Dalla data di entrata in vigore della legge di conversione del presente decreto, i ricorsi sono presentati presso la sede centrale del tribunale amministrativo regionale”.
Immediatamente sono insorti tutti, politici, amministratori locali, giudici e avvocati. Il Tar di Catania è infatti il terzo d’Italia, dopo Roma e Napoli, con oltre 3334 ricorsi nel 2013. La sua chiusura, fanno notare in molti, oltre a fare aumentare i costi per la pubblica amministrazione, penalizzerebbe imprese e cittadini perché aumenterebbero a dismisura i tempi necessari per qualsiasi pronunciamento.
Tantissime iniziative sono state messe in atto. «Si è trattato di un piccolo miracolo: non c’era solo Catania, ma, tanti altri (senatori, deputati regionali e nazionali e sindaci) uniti per combattere questa “guerra santa”».

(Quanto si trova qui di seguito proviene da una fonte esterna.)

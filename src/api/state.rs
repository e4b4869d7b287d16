//! Application state for shared services

use std::sync::Arc;

use crate::domain::customer::{
    CustomerId, CustomerProjection, CustomerRepository, RegistrationRequest, UpdateRequest,
};
use crate::domain::DomainError;
use crate::infrastructure::auth::TokenIssuer;
use crate::infrastructure::customer::{CustomerService, PasswordHasher};

/// Application state containing shared services using dynamic dispatch
#[derive(Clone)]
pub struct AppState {
    pub customer_service: Arc<dyn CustomerServiceTrait>,
    pub token_issuer: Arc<dyn TokenIssuer>,
}

impl AppState {
    pub fn new(
        customer_service: Arc<dyn CustomerServiceTrait>,
        token_issuer: Arc<dyn TokenIssuer>,
    ) -> Self {
        Self {
            customer_service,
            token_issuer,
        }
    }
}

/// Trait for customer directory operations
#[async_trait::async_trait]
pub trait CustomerServiceTrait: Send + Sync {
    async fn list_all(&self) -> Result<Vec<CustomerProjection>, DomainError>;
    async fn get_by_id(&self, id: CustomerId) -> Result<CustomerProjection, DomainError>;
    async fn register(&self, request: RegistrationRequest) -> Result<(), DomainError>;
    async fn delete(&self, id: CustomerId) -> Result<(), DomainError>;
    async fn update(&self, id: CustomerId, request: UpdateRequest) -> Result<(), DomainError>;
    async fn authenticate(
        &self,
        email: &str,
        password: &str,
    ) -> Result<CustomerProjection, DomainError>;
}

#[async_trait::async_trait]
impl<R, H> CustomerServiceTrait for CustomerService<R, H>
where
    R: CustomerRepository + 'static,
    H: PasswordHasher + 'static,
{
    async fn list_all(&self) -> Result<Vec<CustomerProjection>, DomainError> {
        CustomerService::list_all(self).await
    }

    async fn get_by_id(&self, id: CustomerId) -> Result<CustomerProjection, DomainError> {
        CustomerService::get_by_id(self, id).await
    }

    async fn register(&self, request: RegistrationRequest) -> Result<(), DomainError> {
        CustomerService::register(self, request).await
    }

    async fn delete(&self, id: CustomerId) -> Result<(), DomainError> {
        CustomerService::delete(self, id).await
    }

    async fn update(&self, id: CustomerId, request: UpdateRequest) -> Result<(), DomainError> {
        CustomerService::update(self, id, request).await
    }

    async fn authenticate(
        &self,
        email: &str,
        password: &str,
    ) -> Result<CustomerProjection, DomainError> {
        CustomerService::authenticate(self, email, password).await
    }
}
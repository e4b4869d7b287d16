//! Customer domain
//!
//! Entity, requests, the partial-update merge, the external projection and
//! the storage contract every backend implements.

mod entity;
mod projection;
mod repository;
mod request;
mod validation;

pub use entity::{Customer, CustomerId, Gender};
pub use projection::{CustomerProjection, DEFAULT_ROLE};
pub use repository::CustomerRepository;
pub use request::{merge_update, RegistrationRequest, UpdateRequest};
pub use validation::{
    validate_age, validate_email, validate_name, validate_password, CustomerValidationError,
};

#[cfg(test)]
pub use repository::MockCustomerRepository;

Così il sindaco di Catania Enzo Bianco ha definito la riunione che si è tenuta nella Sala Consiliare di Palazzo degli elefanti a difesa del Tar di Catania. Durante l’incontro è stato firmato un documento contro la chiusura che verrà inviato al Presidente della Repubblica, al Presidente del Consiglio, ai ministri interessati e a tutti i capigruppo delle Camere.

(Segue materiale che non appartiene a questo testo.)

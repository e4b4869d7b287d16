//! PostgreSQL customer repository using derived row mapping

use async_trait::async_trait;
use sqlx::{FromRow, PgPool};

use crate::domain::customer::{Customer, CustomerId, CustomerRepository, Gender};
use crate::domain::DomainError;

use super::{advance_id_sequence, map_write_error};

const COLUMNS: &str = "id, name, email, password, age, gender";

/// Row shape of the `customer` table
#[derive(Debug, Clone, FromRow)]
struct CustomerRow {
    id: i32,
    name: String,
    email: String,
    password: String,
    age: i32,
    #[sqlx(try_from = "String")]
    gender: Gender,
}

impl From<CustomerRow> for Customer {
    fn from(row: CustomerRow) -> Self {
        Customer::new(row.name, row.email, row.password, row.age, row.gender)
            .with_id(CustomerId::new(row.id))
    }
}

/// PostgreSQL implementation of CustomerRepository that maps rows onto
/// [`CustomerRow`] with `query_as` instead of reading columns by hand.
#[derive(Debug, Clone)]
pub struct MappedCustomerRepository {
    pool: PgPool,
}

impl MappedCustomerRepository {
    /// Create a new repository with the given connection pool
    pub fn new(pool: PgPool) -> Self {
        Self { pool }
    }
}

#[async_trait]
impl CustomerRepository for MappedCustomerRepository {
    async fn list(&self) -> Result<Vec<Customer>, DomainError> {
        let sql = format!("SELECT {} FROM customer ORDER BY id", COLUMNS);

        let rows = sqlx::query_as::<_, CustomerRow>(&sql)
            .fetch_all(&self.pool)
            .await
            .map_err(|e| DomainError::storage(format!("Failed to list customers: {}", e)))?;

        Ok(rows.into_iter().map(Customer::from).collect())
    }

    async fn find(&self, id: CustomerId) -> Result<Option<Customer>, DomainError> {
        let sql = format!("SELECT {} FROM customer WHERE id = $1", COLUMNS);

        let row = sqlx::query_as::<_, CustomerRow>(&sql)
            .bind(id.value())
            .fetch_optional(&self.pool)
            .await
            .map_err(|e| DomainError::storage(format!("Failed to get customer: {}", e)))?;

        Ok(row.map(Customer::from))
    }

    async fn find_by_email(&self, email: &str) -> Result<Option<Customer>, DomainError> {
        let sql = format!("SELECT {} FROM customer WHERE email = $1", COLUMNS);

        let row = sqlx::query_as::<_, CustomerRow>(&sql)
            .bind(email)
            .fetch_optional(&self.pool)
            .await
            .map_err(|e| DomainError::storage(format!("Failed to get customer by email: {}", e)))?;

        Ok(row.map(Customer::from))
    }

    async fn insert(&self, customer: Customer) -> Result<Customer, DomainError> {
        // COALESCE keeps a caller-supplied id; otherwise the serial default applies.
        // A supplied id also moves the sequence past it, in the same transaction.
        let sql = format!(
            r#"
            INSERT INTO customer (id, name, email, password, age, gender)
            VALUES (COALESCE($1, nextval(pg_get_serial_sequence('customer', 'id'))::INT),
                    $2, $3, $4, $5, $6)
            RETURNING {}
            "#,
            COLUMNS
        );

        let mut tx = self
            .pool
            .begin()
            .await
            .map_err(|e| DomainError::storage(format!("Failed to begin transaction: {}", e)))?;

        let row = sqlx::query_as::<_, CustomerRow>(&sql)
            .bind(customer.id().map(|id| id.value()))
            .bind(customer.name())
            .bind(customer.email())
            .bind(customer.password_hash())
            .bind(customer.age())
            .bind(customer.gender().as_str())
            .fetch_one(&mut *tx)
            .await
            .map_err(|e| map_write_error(e, "insert customer"))?;

        if customer.id().is_some() {
            advance_id_sequence(&mut tx, CustomerId::new(row.id)).await?;
        }

        tx.commit()
            .await
            .map_err(|e| DomainError::storage(format!("Failed to commit customer insert: {}", e)))?;

        Ok(row.into())
    }

    async fn exists_by_email(&self, email: &str) -> Result<bool, DomainError> {
        Ok(self.find_by_email(email).await?.is_some())
    }

    async fn exists_by_id(&self, id: CustomerId) -> Result<bool, DomainError> {
        Ok(self.find(id).await?.is_some())
    }

    async fn delete_by_id(&self, id: CustomerId) -> Result<bool, DomainError> {
        let sql = format!("DELETE FROM customer WHERE id = $1 RETURNING {}", COLUMNS);

        let removed = sqlx::query_as::<_, CustomerRow>(&sql)
            .bind(id.value())
            .fetch_optional(&self.pool)
            .await
            .map_err(|e| DomainError::storage(format!("Failed to delete customer: {}", e)))?;

        if let Some(row) = &removed {
            tracing::debug!(customer_id = row.id, "Removed customer row");
        }

        Ok(removed.is_some())
    }

    async fn update(&self, customer: &Customer) -> Result<(), DomainError> {
        let id = customer
            .id()
            .ok_or_else(|| DomainError::invalid_id("cannot update a customer without an id"))?;

        let sql = format!(
            r#"
            UPDATE customer
            SET name = $2, email = $3, password = $4, age = $5, gender = $6
            WHERE id = $1
            RETURNING {}
            "#,
            COLUMNS
        );

        let updated = sqlx::query_as::<_, CustomerRow>(&sql)
            .bind(id.value())
            .bind(customer.name())
            .bind(customer.email())
            .bind(customer.password_hash())
            .bind(customer.age())
            .bind(customer.gender().as_str())
            .fetch_optional(&self.pool)
            .await
            .map_err(|e| map_write_error(e, "update customer"))?;

        match updated {
            Some(_) => Ok(()),
            None => Err(DomainError::not_found(format!(
                "customer with id [{}] not found",
                id
            ))),
        }
    }
}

A sottoscriverlo sono stati, tra gli altri, il sindaco di Messina Renato Accorinti, presente alla riunione, e che ha aderito come tutti i primi cittadini dei capoluoghi della Sicilia orientale.
«Il fatto che - ha sottolineato Bianco - all’incontro fossero presenti i rappresentanti di tutte le forze politiche, sociali e produttive e gli operatori della Giustizia, i quali, ciascuno con le proprie ragioni, sono stati compatti nel chiedere di mantenere il Tar a Catania, significa che la strada percorsa è quella giusta e che abbiamo una grande forza. Spero solo che la norma riguardante i Tar non sia inserita in un decreto legge così avremo più tempo. In ogni caso siamo pronti alla massima mobilitazione».
«Il provvedimento - ha aggiunto - è privo di ogni ragionevolezza, innanzitutto perché, paradossalmente, chiudendo Catania non si riducono le spese, ma aumentano. Anche il sindaco di Palermo, Leoluca Orlando, ci ha fatto sapere che intende firmare la nostra richiesta, così come il presidente della Regione siciliana Rosario Crocetta”.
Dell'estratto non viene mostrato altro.